Work item => Write the records out once more. Leave each line exactly as given.

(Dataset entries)
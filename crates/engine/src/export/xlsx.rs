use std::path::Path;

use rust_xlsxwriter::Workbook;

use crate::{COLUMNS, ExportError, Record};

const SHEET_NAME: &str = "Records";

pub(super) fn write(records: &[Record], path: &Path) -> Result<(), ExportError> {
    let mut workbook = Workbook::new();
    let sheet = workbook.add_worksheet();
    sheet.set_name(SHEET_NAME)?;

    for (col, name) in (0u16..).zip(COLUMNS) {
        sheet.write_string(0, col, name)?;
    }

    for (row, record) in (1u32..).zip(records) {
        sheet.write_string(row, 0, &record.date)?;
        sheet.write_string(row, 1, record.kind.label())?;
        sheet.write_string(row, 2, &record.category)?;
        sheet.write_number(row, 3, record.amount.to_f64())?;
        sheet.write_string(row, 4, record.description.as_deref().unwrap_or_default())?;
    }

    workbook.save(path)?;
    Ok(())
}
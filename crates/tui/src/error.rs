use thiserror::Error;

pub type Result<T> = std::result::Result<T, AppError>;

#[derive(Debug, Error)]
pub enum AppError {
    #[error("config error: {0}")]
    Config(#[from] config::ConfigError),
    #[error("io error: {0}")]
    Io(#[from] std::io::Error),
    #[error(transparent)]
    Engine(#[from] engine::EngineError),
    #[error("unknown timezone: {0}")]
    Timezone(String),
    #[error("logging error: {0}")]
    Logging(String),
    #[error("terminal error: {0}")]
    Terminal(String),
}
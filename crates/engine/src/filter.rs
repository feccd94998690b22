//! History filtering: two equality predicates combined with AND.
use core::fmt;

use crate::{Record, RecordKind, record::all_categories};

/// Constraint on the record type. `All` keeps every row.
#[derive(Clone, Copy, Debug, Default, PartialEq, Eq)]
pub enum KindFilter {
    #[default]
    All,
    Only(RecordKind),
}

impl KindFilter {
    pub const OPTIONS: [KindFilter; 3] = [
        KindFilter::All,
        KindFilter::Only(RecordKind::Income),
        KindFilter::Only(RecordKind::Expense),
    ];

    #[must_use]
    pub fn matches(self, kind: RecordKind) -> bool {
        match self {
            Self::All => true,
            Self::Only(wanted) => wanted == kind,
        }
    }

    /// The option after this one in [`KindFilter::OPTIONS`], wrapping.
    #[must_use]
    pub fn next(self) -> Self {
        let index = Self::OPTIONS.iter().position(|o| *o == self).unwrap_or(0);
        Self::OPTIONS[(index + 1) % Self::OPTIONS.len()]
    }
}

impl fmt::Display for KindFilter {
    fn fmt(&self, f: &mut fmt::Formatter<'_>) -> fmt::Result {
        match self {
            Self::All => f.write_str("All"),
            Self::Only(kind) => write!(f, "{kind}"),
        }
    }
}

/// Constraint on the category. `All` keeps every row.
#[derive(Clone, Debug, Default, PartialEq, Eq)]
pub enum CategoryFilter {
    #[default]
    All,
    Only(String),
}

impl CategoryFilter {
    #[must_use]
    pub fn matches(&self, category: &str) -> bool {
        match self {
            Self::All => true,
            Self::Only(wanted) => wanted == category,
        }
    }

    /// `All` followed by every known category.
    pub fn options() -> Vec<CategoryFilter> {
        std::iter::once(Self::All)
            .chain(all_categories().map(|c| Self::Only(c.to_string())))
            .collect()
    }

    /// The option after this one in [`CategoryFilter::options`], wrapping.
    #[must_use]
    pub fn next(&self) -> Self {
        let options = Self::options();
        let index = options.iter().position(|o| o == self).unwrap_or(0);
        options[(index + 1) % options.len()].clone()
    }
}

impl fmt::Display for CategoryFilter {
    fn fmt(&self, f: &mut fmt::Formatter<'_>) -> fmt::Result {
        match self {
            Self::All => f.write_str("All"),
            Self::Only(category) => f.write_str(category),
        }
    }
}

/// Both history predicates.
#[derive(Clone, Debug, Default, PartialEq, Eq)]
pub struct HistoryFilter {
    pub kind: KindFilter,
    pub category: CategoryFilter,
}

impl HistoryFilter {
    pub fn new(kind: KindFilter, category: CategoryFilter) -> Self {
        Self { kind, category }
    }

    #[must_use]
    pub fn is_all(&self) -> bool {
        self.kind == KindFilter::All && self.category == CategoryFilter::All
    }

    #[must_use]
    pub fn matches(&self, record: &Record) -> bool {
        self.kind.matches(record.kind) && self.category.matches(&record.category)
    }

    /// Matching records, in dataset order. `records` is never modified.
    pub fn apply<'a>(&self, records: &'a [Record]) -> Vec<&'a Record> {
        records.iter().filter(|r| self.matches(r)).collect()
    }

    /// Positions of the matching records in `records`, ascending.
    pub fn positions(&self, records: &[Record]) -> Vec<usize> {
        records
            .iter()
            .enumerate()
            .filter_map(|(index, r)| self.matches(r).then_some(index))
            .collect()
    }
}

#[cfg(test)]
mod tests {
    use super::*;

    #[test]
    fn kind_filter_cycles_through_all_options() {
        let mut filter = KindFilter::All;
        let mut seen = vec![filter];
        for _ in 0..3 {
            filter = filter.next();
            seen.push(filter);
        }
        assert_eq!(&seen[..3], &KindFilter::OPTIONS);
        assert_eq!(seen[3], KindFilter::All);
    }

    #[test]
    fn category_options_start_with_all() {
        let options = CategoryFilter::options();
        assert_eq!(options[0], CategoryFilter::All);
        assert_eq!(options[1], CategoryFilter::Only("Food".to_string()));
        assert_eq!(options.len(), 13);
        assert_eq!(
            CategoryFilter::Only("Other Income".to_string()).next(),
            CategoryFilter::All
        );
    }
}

Task result =>
filename crates/engine/src/export/xlsx.rs
use std::path::Path;

use rust_xlsxwriter::Workbook;

use crate::{COLUMNS, ExportError, Record};

const SHEET_NAME: &str = "Records";

pub(super) fn write(records: &[Record], path: &Path) -> Result<(), ExportError> {
    let mut workbook = Workbook::new();
    let sheet = workbook.add_worksheet();
    sheet.set_name(SHEET_NAME)?;

    for (col, name) in (0u16..).zip(COLUMNS) {
        sheet.write_string(0, col, name)?;
    }

    for (row, record) in (1u32..).zip(records) {
        sheet.write_string(row, 0, &record.date)?;
        sheet.write_string(row, 1, record.kind.label())?;
        sheet.write_string(row, 2, &record.category)?;
        sheet.write_number(row, 3, record.amount.to_f64())?;
        sheet.write_string(row, 4, record.description.as_deref().unwrap_or_default())?;
    }

    workbook.save(path)?;
    Ok(())
}
filename crates/tui/src/error.rs
use thiserror::Error;

pub type Result<T> = std::result::Result<T, AppError>;

#[derive(Debug, Error)]
pub enum AppError {
    #[error("config error: {0}")]
    Config(#[from] config::ConfigError),
    #[error("io error: {0}")]
    Io(#[from] std::io::Error),
    #[error(transparent)]
    Engine(#[from] engine::EngineError),
    #[error("unknown timezone: {0}")]
    Timezone(String),
    #[error("logging error: {0}")]
    Logging(String),
    #[error("terminal error: {0}")]
    Terminal(String),
}
filename crates/engine/src/filter.rs
repository feccd94998690b22
//! History filtering: two equality predicates combined with AND.
use core::fmt;

use crate::{Record, RecordKind, record::all_categories};

/// Constraint on the record type. `All` keeps every row.
#[derive(Clone, Copy, Debug, Default, PartialEq, Eq)]
pub enum KindFilter {
    #[default]
    All,
    Only(RecordKind),
}

impl KindFilter {
    pub const OPTIONS: [KindFilter; 3] = [
        KindFilter::All,
        KindFilter::Only(RecordKind::Income),
        KindFilter::Only(RecordKind::Expense),
    ];

    #[must_use]
    pub fn matches(self, kind: RecordKind) -> bool {
        match self {
            Self::All => true,
            Self::Only(wanted) => wanted == kind,
        }
    }

    /// The option after this one in [`KindFilter::OPTIONS`], wrapping.
    #[must_use]
    pub fn next(self) -> Self {
        let index = Self::OPTIONS.iter().position(|o| *o == self).unwrap_or(0);
        Self::OPTIONS[(index + 1) % Self::OPTIONS.len()]
    }
}

impl fmt::Display for KindFilter {
    fn fmt(&self, f: &mut fmt::Formatter<'_>) -> fmt::Result {
        match self {
            Self::All => f.write_str("All"),
            Self::Only(kind) => write!(f, "{kind}"),
        }
    }
}

/// Constraint on the category. `All` keeps every row.
#[derive(Clone, Debug, Default, PartialEq, Eq)]
pub enum CategoryFilter {
    #[default]
    All,
    Only(String),
}

impl CategoryFilter {
    #[must_use]
    pub fn matches(&self, category: &str) -> bool {
        match self {
            Self::All => true,
            Self::Only(wanted) => wanted == category,
        }
    }

    /// `All` followed by every known category.
    pub fn options() -> Vec<CategoryFilter> {
        std::iter::once(Self::All)
            .chain(all_categories().map(|c| Self::Only(c.to_string())))
            .collect()
    }

    /// The option after this one in [`CategoryFilter::options`], wrapping.
    #[must_use]
    pub fn next(&self) -> Self {
        let options = Self::options();
        let index = options.iter().position(|o| o == self).unwrap_or(0);
        options[(index + 1) % options.len()].clone()
    }
}

impl fmt::Display for CategoryFilter {
    fn fmt(&self, f: &mut fmt::Formatter<'_>) -> fmt::Result {
        match self {
            Self::All => f.write_str("All"),
            Self::Only(category) => f.write_str(category),
        }
    }
}

/// Both history predicates.
#[derive(Clone, Debug, Default, PartialEq, Eq)]
pub struct HistoryFilter {
    pub kind: KindFilter,
    pub category: CategoryFilter,
}

impl HistoryFilter {
    pub fn new(kind: KindFilter, category: CategoryFilter) -> Self {
        Self { kind, category }
    }

    #[must_use]
    pub fn is_all(&self) -> bool {
        self.kind == KindFilter::All && self.category == CategoryFilter::All
    }

    #[must_use]
    pub fn matches(&self, record: &Record) -> bool {
        self.kind.matches(record.kind) && self.category.matches(&record.category)
    }

    /// Matching records, in dataset order. `records` is never modified.
    pub fn apply<'a>(&self, records: &'a [Record]) -> Vec<&'a Record> {
        records.iter().filter(|r| self.matches(r)).collect()
    }

    /// Positions of the matching records in `records`, ascending.
    pub fn positions(&self, records: &[Record]) -> Vec<usize> {
        records
            .iter()
            .enumerate()
            .filter_map(|(index, r)| self.matches(r).then_some(index))
            .collect()
    }
}

#[cfg(test)]
mod tests {
    use super::*;

    #[test]
    fn kind_filter_cycles_through_all_options() {
        let mut filter = KindFilter::All;
        let mut seen = vec![filter];
        for _ in 0..3 {
            filter = filter.next();
            seen.push(filter);
        }
        assert_eq!(&seen[..3], &KindFilter::OPTIONS);
        assert_eq!(seen[3], KindFilter::All);
    }

    #[test]
    fn category_options_start_with_all() {
        let options = CategoryFilter::options();
        assert_eq!(options[0], CategoryFilter::All);
        assert_eq!(options[1], CategoryFilter::Only("Food".to_string()));
        assert_eq!(options.len(), 13);
        assert_eq!(
            CategoryFilter::Only("Other Income".to_string()).next(),
            CategoryFilter::All
        );
    }
}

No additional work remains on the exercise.